WORK REQUIRED
Reproduce each line of the entries that carries "histos".

DATA EXTRACTS
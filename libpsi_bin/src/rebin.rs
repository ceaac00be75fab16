use ndarray::Array2;
use serde::{Deserialize, Serialize};

use super::constants::{BIN_QUANTUM, MAX_HISTO, MAX_REBIN_LENGTH, MAX_TOTAL_BINS};
use super::error::CodecError;
use super::histogram::HistogramStore;

/// How histograms that exceed the PSI-BIN bin budget are made to fit
#[derive(Debug, Clone, Copy, Default, PartialEq, Eq, Serialize, Deserialize)]
#[serde(rename_all = "snake_case")]
pub enum RebinPolicy {
    /// Sum groups of bins and zero pad to a multiple of 256
    #[default]
    RebinAndPad,
    /// Keep only the leading bins
    Truncate,
}

/// Longest histogram that fits the bin budget for `number_histo` histograms
pub fn max_histo_length(number_histo: usize) -> usize {
    if number_histo == 0 {
        return 0;
    }
    let per_histo = MAX_TOTAL_BINS / number_histo;
    (per_histo - per_histo % BIN_QUANTUM).min(MAX_REBIN_LENGTH)
}

fn validate(histos: &[Vec<i32>]) -> Result<usize, CodecError> {
    if histos.is_empty() || histos.len() > MAX_HISTO {
        return Err(CodecError::ConsistencyViolation(format!(
            "cannot store {} histograms, limit is {MAX_HISTO}",
            histos.len()
        )));
    }
    let length = histos[0].len();
    if length == 0 {
        return Err(CodecError::ConsistencyViolation(String::from(
            "histograms are empty",
        )));
    }
    if let Some(bad) = histos.iter().position(|h| h.len() != length) {
        return Err(CodecError::ConsistencyViolation(format!(
            "histogram {bad} has {} bins, expected {length}",
            histos[bad].len()
        )));
    }
    Ok(length)
}

/// Sum groups of `factor` bins. The last group may be partial.
fn rebin_row(row: &[i32], factor: usize, padded_length: usize) -> Vec<i32> {
    let mut out: Vec<i32> = row
        .chunks(factor)
        .map(|group| group.iter().fold(0i32, |acc, v| acc.saturating_add(*v)))
        .collect();
    out.resize(padded_length, 0);
    out
}

/// Replace the histograms of `store` by `histos`, reshaped to fit the PSI-BIN limits.
///
/// Existing metadata is kept and rescaled; missing slots get defaults. On error the
/// store is left untouched. Event counts are recomputed.
pub fn put_histograms(
    store: &mut HistogramStore,
    histos: &[Vec<i32>],
    policy: RebinPolicy,
) -> Result<(), CodecError> {
    let length = validate(histos)?;
    let number = histos.len();
    let max_length = max_histo_length(number);

    match policy {
        RebinPolicy::RebinAndPad => {
            let factor = length.div_ceil(max_length).max(1);
            let binned_length = length.div_ceil(factor);
            let padded_length = binned_length.div_ceil(BIN_QUANTUM) * BIN_QUANTUM;
            let flat: Vec<i32> = histos
                .iter()
                .flat_map(|row| rebin_row(row, factor, padded_length))
                .collect();
            let grid = Array2::from_shape_vec((number, padded_length), flat)
                .map_err(|e| CodecError::AllocationFailed(e.to_string()))?;

            let old_width = store.bin_width_us();
            store.set_grid(grid);
            let f = factor as i32;
            for histo in 0..number {
                if let Some(meta) = store.meta_mut(histo) {
                    if let Some(t0) = meta.t0 {
                        meta.real_t0 = Some(old_width * f64::from(t0));
                        meta.t0 = Some(t0 / f);
                    }
                    meta.first_good /= f;
                    meta.last_good /= f;
                }
            }
            store.set_bin_width_us(old_width * factor as f64);
            if factor > 1 {
                spdlog::info!(
                    "Rebinned {number} histograms of {length} bins by {factor} to {padded_length} bins"
                );
            }
        }
        RebinPolicy::Truncate => {
            let new_length = length.min(max_length);
            let flat: Vec<i32> = histos
                .iter()
                .flat_map(|row| row[..new_length].iter().copied())
                .collect();
            let grid = Array2::from_shape_vec((number, new_length), flat)
                .map_err(|e| CodecError::AllocationFailed(e.to_string()))?;

            store.set_grid(grid);
            let limit = new_length as i32;
            for histo in 0..number {
                if let Some(meta) = store.meta_mut(histo) {
                    if meta.t0.is_some_and(|t0| t0 >= limit) {
                        meta.t0 = Some(0);
                    }
                    if meta.first_good >= limit {
                        meta.first_good = 0;
                    }
                    if meta.last_good >= limit {
                        meta.last_good = limit - 1;
                    }
                }
            }
            if new_length < length {
                spdlog::warn!(
                    "Truncated {number} histograms from {length} to {new_length} bins"
                );
            }
        }
    }
    store.recompute_events();
    Ok(())
}

//Unit tests
#[cfg(test)]
mod tests {
    use super::*;

    #[test]
    fn test_max_histo_length() {
        assert_eq!(max_histo_length(1), 32512);
        assert_eq!(max_histo_length(2), 32512);
        assert_eq!(max_histo_length(3), 21760);
        assert_eq!(max_histo_length(16), 4096);
        assert_eq!(max_histo_length(32), 2048);
    }

    #[test]
    fn test_rebin_pads_short_histograms() {
        let rows: Vec<Vec<i32>> = (0..3).map(|h| vec![h + 1; 1000]).collect();
        let mut store = HistogramStore::new();
        store.set_bin_width_us(0.001);
        store.set_grid(Array2::zeros((3, 10)));
        store.set_t0(1, 123).unwrap();
        put_histograms(&mut store, &rows, RebinPolicy::RebinAndPad).unwrap();

        assert_eq!(store.length_histo(), 1024);
        assert_eq!(store.length_histo() % 256, 0);
        assert_eq!(store.t0(1), Some(123));
        assert_eq!(store.histo_int(2, 999), Some(3));
        assert_eq!(store.histo_int(2, 1000), Some(0));
        assert_eq!(store.events_vector(), vec![1000, 2000, 3000]);
        assert_eq!(store.total_events(), 6000);
    }

    #[test]
    fn test_rebin_preserves_totals() {
        let rows: Vec<Vec<i32>> = (0..16)
            .map(|h| (0..10001).map(|j| (j + h) % 7).collect())
            .collect();
        let sums: Vec<i64> = rows
            .iter()
            .map(|r| r.iter().map(|v| i64::from(*v)).sum())
            .collect();
        let mut store = HistogramStore::new();
        store.set_bin_width_us(0.0001);
        store.set_grid(Array2::zeros((16, 1)));
        for h in 0..16 {
            store.set_t0(h, 1001).unwrap();
            store.set_first_good(h, 1100).unwrap();
            store.set_last_good(h, 9999).unwrap();
        }
        put_histograms(&mut store, &rows, RebinPolicy::RebinAndPad).unwrap();

        // 10001 bins against a budget of 4096 per histogram
        assert_eq!(store.length_histo(), 3584);
        assert_eq!(store.events_vector(), sums);
        assert_eq!(store.t0(0), Some(333));
        assert_eq!(store.first_good(0), Some(366));
        assert_eq!(store.last_good(0), Some(3333));
        assert!((store.t0_double(0).unwrap() - 0.1001).abs() < 1e-12);
        assert!((store.bin_width_us() - 0.0003).abs() < 1e-15);
        assert!(crate::consistency::check_consistency(&store, true).is_ok());
    }

    #[test]
    fn test_truncate_clamps_markers() {
        let rows: Vec<Vec<i32>> = vec![vec![1; 5000]; 16];
        let mut store = HistogramStore::new();
        store.set_grid(Array2::zeros((16, 1)));
        store.set_t0(0, 4500).unwrap();
        store.set_first_good(0, 4600).unwrap();
        store.set_last_good(0, 4999).unwrap();
        store.set_t0(1, 50).unwrap();
        put_histograms(&mut store, &rows, RebinPolicy::Truncate).unwrap();

        assert_eq!(store.length_histo(), 4096);
        assert_eq!(store.t0(0), Some(0));
        assert_eq!(store.first_good(0), Some(0));
        assert_eq!(store.last_good(0), Some(4095));
        assert_eq!(store.t0(1), Some(50));
        assert_eq!(store.events_histo(0), Some(4096));
    }

    #[test]
    fn test_invalid_input_leaves_store_untouched() {
        let mut store = HistogramStore::from_rows(&[vec![1, 2, 3]]).unwrap();
        let before = store.clone();
        for rows in [
            Vec::new(),
            vec![vec![1; 4]; 33],
            vec![vec![1; 4], vec![1; 5]],
            vec![Vec::new(), Vec::new()],
        ] {
            for policy in [RebinPolicy::RebinAndPad, RebinPolicy::Truncate] {
                assert!(matches!(
                    put_histograms(&mut store, &rows, policy),
                    Err(CodecError::ConsistencyViolation(_))
                ));
            }
        }
        assert_eq!(store, before);
    }
}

TASK RESULT
fn validate(histos: &[Vec<i32>]) -> Result<usize, CodecError> {
    if histos.is_empty() || histos.len() > MAX_HISTO {
            histos.len()
    let length = histos[0].len();
    if let Some(bad) = histos.iter().position(|h| h.len() != length) {
            histos[bad].len()
/// Replace the histograms of `store` by `histos`, reshaped to fit the PSI-BIN limits.
    histos: &[Vec<i32>],
    let length = validate(histos)?;
    let number = histos.len();
            let flat: Vec<i32> = histos
            let flat: Vec<i32> = histos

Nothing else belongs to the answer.